__Work required__: From the first line to the last, write out the material verbatim.

Supplied material Start Marker

use std::path::PathBuf;
use std::str::FromStr;

use anyhow::{bail, Context, Result};

/// Which persistence backend the store adapter is built on.
/// Selected once at startup; request handlers never branch on this.
#[derive(Debug, Clone, Copy, PartialEq, Eq)]
pub enum StorageBackend {
    /// JSON files under `DATA_DIR`, atomically rewritten on every update.
    Local,
    /// Hosted realtime JSON tree (Firebase RTDB style) over REST.
    Realtime,
    /// Hosted document collection (Firestore style) over REST.
    Firestore,
}

impl FromStr for StorageBackend {
    type Err = anyhow::Error;

    fn from_str(s: &str) -> Result<Self> {
        match s.to_ascii_lowercase().as_str() {
            "local" => Ok(StorageBackend::Local),
            "realtime" => Ok(StorageBackend::Realtime),
            "firestore" => Ok(StorageBackend::Firestore),
            other => bail!("Unknown storage backend '{other}' (expected local, realtime or firestore)"),
        }
    }
}

/// Application configuration loaded from environment variables.
/// Backend-specific variables are only required for the selected backend.
#[derive(Debug, Clone)]
pub struct Config {
    pub admin_password: String,
    pub storage_backend: StorageBackend,
    pub data_dir: PathBuf,
    pub firebase_database_url: Option<String>,
    pub firestore_project_id: Option<String>,
    pub firebase_auth_token: Option<String>,
    pub port: u16,
    pub rust_log: String,
}

impl Config {
    pub fn from_env() -> Result<Self> {
        dotenvy::dotenv().ok(); // load .env if present; ignore if missing

        let storage_backend = std::env::var("STORAGE_BACKEND")
            .unwrap_or_else(|_| "local".to_string())
            .parse::<StorageBackend>()?;

        let config = Config {
            admin_password: require_env("ADMIN_PASSWORD")?,
            storage_backend,
            data_dir: std::env::var("DATA_DIR")
                .unwrap_or_else(|_| "data".to_string())
                .into(),
            firebase_database_url: std::env::var("FIREBASE_DATABASE_URL").ok(),
            firestore_project_id: std::env::var("FIRESTORE_PROJECT_ID").ok(),
            firebase_auth_token: std::env::var("FIREBASE_AUTH_TOKEN").ok(),
            port: std::env::var("PORT")
                .unwrap_or_else(|_| "8080".to_string())
                .parse::<u16>()
                .context("PORT must be a valid port number")?,
            rust_log: std::env::var("RUST_LOG").unwrap_or_else(|_| "info".to_string()),
        };

        match config.storage_backend {
            StorageBackend::Realtime if config.firebase_database_url.is_none() => {
                bail!("FIREBASE_DATABASE_URL is required when STORAGE_BACKEND=realtime")
            }
            StorageBackend::Firestore if config.firestore_project_id.is_none() => {
                bail!("FIRESTORE_PROJECT_ID is required when STORAGE_BACKEND=firestore")
            }
            _ => Ok(config),
        }
    }
}

fn require_env(key: &str) -> Result<String> {
    std::env::var(key).with_context(|| format!("Required environment variable '{key}' is not set"))
}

Supplied material End Marker

__Your solution__:
use std::path::PathBuf;
use std::str::FromStr;

use anyhow::{bail, Context, Result};

/// Which persistence backend the store adapter is built on.
/// Selected once at startup; request handlers never branch on this.
#[derive(Debug, Clone, Copy, PartialEq, Eq)]
pub enum StorageBackend {
    /// JSON files under `DATA_DIR`, atomically rewritten on every update.
    Local,
    /// Hosted realtime JSON tree (Firebase RTDB style) over REST.
    Realtime,
    /// Hosted document collection (Firestore style) over REST.
    Firestore,
}

impl FromStr for StorageBackend {
    type Err = anyhow::Error;

    fn from_str(s: &str) -> Result<Self> {
        match s.to_ascii_lowercase().as_str() {
            "local" => Ok(StorageBackend::Local),
            "realtime" => Ok(StorageBackend::Realtime),
            "firestore" => Ok(StorageBackend::Firestore),
            other => bail!("Unknown storage backend '{other}' (expected local, realtime or firestore)"),
        }
    }
}

/// Application configuration loaded from environment variables.
/// Backend-specific variables are only required for the selected backend.
#[derive(Debug, Clone)]
pub struct Config {
    pub admin_password: String,
    pub storage_backend: StorageBackend,
    pub data_dir: PathBuf,
    pub firebase_database_url: Option<String>,
    pub firestore_project_id: Option<String>,
    pub firebase_auth_token: Option<String>,
    pub port: u16,
    pub rust_log: String,
}

impl Config {
    pub fn from_env() -> Result<Self> {
        dotenvy::dotenv().ok(); // load .env if present; ignore if missing

        let storage_backend = std::env::var("STORAGE_BACKEND")
            .unwrap_or_else(|_| "local".to_string())
            .parse::<StorageBackend>()?;

        let config = Config {
            admin_password: require_env("ADMIN_PASSWORD")?,
            storage_backend,
            data_dir: std::env::var("DATA_DIR")
                .unwrap_or_else(|_| "data".to_string())
                .into(),
            firebase_database_url: std::env::var("FIREBASE_DATABASE_URL").ok(),
            firestore_project_id: std::env::var("FIRESTORE_PROJECT_ID").ok(),
            firebase_auth_token: std::env::var("FIREBASE_AUTH_TOKEN").ok(),
            port: std::env::var("PORT")
                .unwrap_or_else(|_| "8080".to_string())
                .parse::<u16>()
                .context("PORT must be a valid port number")?,
            rust_log: std::env::var("RUST_LOG").unwrap_or_else(|_| "info".to_string()),
        };

        match config.storage_backend {
            StorageBackend::Realtime if config.firebase_database_url.is_none() => {
                bail!("FIREBASE_DATABASE_URL is required when STORAGE_BACKEND=realtime")
            }
            StorageBackend::Firestore if config.firestore_project_id.is_none() => {
                bail!("FIRESTORE_PROJECT_ID is required when STORAGE_BACKEND=firestore")
            }
            _ => Ok(config),
        }
    }
}

fn require_env(key: &str) -> Result<String> {
    std::env::var(key).with_context(|| format!("Required environment variable '{key}' is not set"))
}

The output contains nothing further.